Something’s wrong. I feel it in my gut. I reach out to my phone to text Loretta, but stop when I notice the motorcycle cop in my driver-side mirror.
I’d flip a U-turn right here, but it’s a double yellow. I decide to turn into a neighborhood street on my right and lose the tail. He follows me. Three turns later, he’s still on my ass.
“You win,” I say, then sigh.
I pull over, turn the engine off, and dial my wife. It rings, and rings, and rings.
Loretta picks up.
“What’s up, baby?”
“I know how bizarre this sounds, but I want you to take Avery and go to your mother’s house for the day.”
“Are you serious? You’re really starting to scare me baby!”
I pull the phone from my face and think to myself. Then I see the cop again – drive by on the road ahead. He stops the bike, whips out a pair of binoculars, then stares at me.
“What the hell…” I mutter.
“Talk to me, baby! Tell me what’s going on! You’ve been acting really strange lately.”

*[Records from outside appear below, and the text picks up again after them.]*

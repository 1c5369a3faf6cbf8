// Scalar statistic handlers and the overview fallback.
//
// Every handler is a pure function of the dataset returning the computed
// sentence (no plot). Formatting contract: 2 decimals for currency and
// percentages, 1 decimal for ages and survival rates.

use crate::atoms::error::{AgentError, AgentResult};
use crate::atoms::types::{QueryResult, Sex};
use crate::engine::dataset::Dataset;

// ── Numeric helpers (shared with charts) ───────────────────────────────────

pub(crate) fn mean(values: &[f64]) -> f64 {
    values.iter().sum::<f64>() / values.len() as f64
}

pub(crate) fn median(values: &[f64]) -> f64 {
    let mut sorted = values.to_vec();
    sorted.sort_by(|a, b| a.partial_cmp(b).unwrap_or(std::cmp::Ordering::Equal));
    let n = sorted.len();
    if n % 2 == 1 {
        sorted[n / 2]
    } else {
        (sorted[n / 2 - 1] + sorted[n / 2]) / 2.0
    }
}

pub(crate) fn require_nonempty(values: &[f64], what: &str) -> AgentResult<()> {
    if values.is_empty() {
        return Err(AgentError::Dataset(format!("no {what} values on record")));
    }
    Ok(())
}

// ── Scalar handlers ────────────────────────────────────────────────────────

fn sex_percentage(dataset: &Dataset, sex: Sex) -> f64 {
    dataset.count_by_sex(sex) as f64 / dataset.len() as f64 * 100.0
}

pub fn male_percentage(dataset: &Dataset) -> AgentResult<QueryResult> {
    let pct = sex_percentage(dataset, Sex::Male);
    Ok(QueryResult::text(format!("{pct:.2}% of passengers were male.")))
}

pub fn female_percentage(dataset: &Dataset) -> AgentResult<QueryResult> {
    let pct = sex_percentage(dataset, Sex::Female);
    Ok(QueryResult::text(format!("{pct:.2}% of passengers were female.")))
}

pub fn average_fare(dataset: &Dataset) -> AgentResult<QueryResult> {
    let fares = dataset.fares();
    require_nonempty(&fares, "fare")?;
    Ok(QueryResult::text(format!(
        "The average ticket fare was £{:.2}. Median fare was £{:.2}.",
        mean(&fares),
        median(&fares),
    )))
}

pub fn average_age(dataset: &Dataset) -> AgentResult<QueryResult> {
    let ages = dataset.known_ages();
    require_nonempty(&ages, "age")?;
    Ok(QueryResult::text(format!(
        "The average passenger age was {:.1} years (median {:.1}).",
        mean(&ages),
        median(&ages),
    )))
}

pub fn survival_count(dataset: &Dataset) -> AgentResult<QueryResult> {
    let survived = dataset.survivor_count();
    let total = dataset.len();
    let rate = survived as f64 / total as f64 * 100.0;
    Ok(QueryResult::text(format!(
        "{survived} out of {total} passengers survived ({rate:.1}% survival rate)."
    )))
}

pub fn total_passengers(dataset: &Dataset) -> AgentResult<QueryResult> {
    Ok(QueryResult::text(format!(
        "There were {} total passengers on the Titanic.",
        dataset.len()
    )))
}

// ── Fallback overview ──────────────────────────────────────────────────────

/// General dataset overview; used when no intent rule matches.
pub fn overview(dataset: &Dataset) -> AgentResult<QueryResult> {
    let total = dataset.len();
    let survived = dataset.survivor_count();
    let ages = dataset.known_ages();
    let fares = dataset.fares();
    require_nonempty(&ages, "age")?;
    require_nonempty(&fares, "fare")?;

    let towns = dataset
        .town_counts()
        .iter()
        .map(|(t, n)| format!("{} ({n})", t.label()))
        .collect::<Vec<_>>()
        .join(", ");
    let classes = dataset
        .class_counts()
        .iter()
        .map(|(c, n)| format!("{} ({n})", c.label()))
        .collect::<Vec<_>>()
        .join(", ");

    let lines = [
        format!("Titanic Dataset Overview ({total} passengers):"),
        format!("  • Survived: {survived} ({:.1}%)", survived as f64 / total as f64 * 100.0),
        format!(
            "  • Male: {}, Female: {}",
            dataset.count_by_sex(Sex::Male),
            dataset.count_by_sex(Sex::Female)
        ),
        format!("  • Average age: {:.1} years", mean(&ages)),
        format!("  • Average fare: £{:.2}", mean(&fares)),
        format!("  • Embarked from: {towns}"),
        format!("  • Classes: {classes}"),
    ];
    Ok(QueryResult::text(lines.join("\n")))
}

I return the phone to my ear. “Nothing… Just do it for me, ok?”
“Someone’s at the door. Is the pipe-guy coming today?”
“Babe, I want you to get out of there!”
A loud BOOM. Phone call ends. I dial again. The phone rings, and rings, and rings. Nobody picks up.
I start the truck, turn around and accelerate. A police siren sounds off behind me; I’m being pulled over.
“Dammit!” I pull the car over, then slam my hands against the steering wheel.
I don’t know what I’m being pulled over for, and have no idea why this cop has it out for me. He takes his time parking his bike, and walks slow as hell over to me. I grab my license and registration, roll my window down, and smack my documents against the outside of my door as he takes his sweet-ass time strolling over to me.
“Write me up, I need to get home.”
I toss the documents at the officer.
Rather than mouth a word of protest, rather than so much as bother with a rebuttal, the officer merely nods, and picks the documents up after he fumbles them. He’s nervous; sweating even. Guy looks like he’s ready to cry.
“You alright?” I ask.
He nods. “Huh? Oh, yeah.”
I’m angry and frustrated – yet I can’t help but worry for this officer. Why is he acting like this? Are criminals more courteous these days?
The cop travels back to his bike like he lost a war.
I scoff, then try Loretta again – no answer. I text her.
I wait. Two minutes, but it feels like twenty.
I’m not exactly at ease – Loretta says smiley face text messages are for pedophiles. I call her again – still no answer. Another three calls, then I text her.
I wait another four minutes. No response this time. I squint and check out my rearview mirror. The officer is crying and staring at his gun.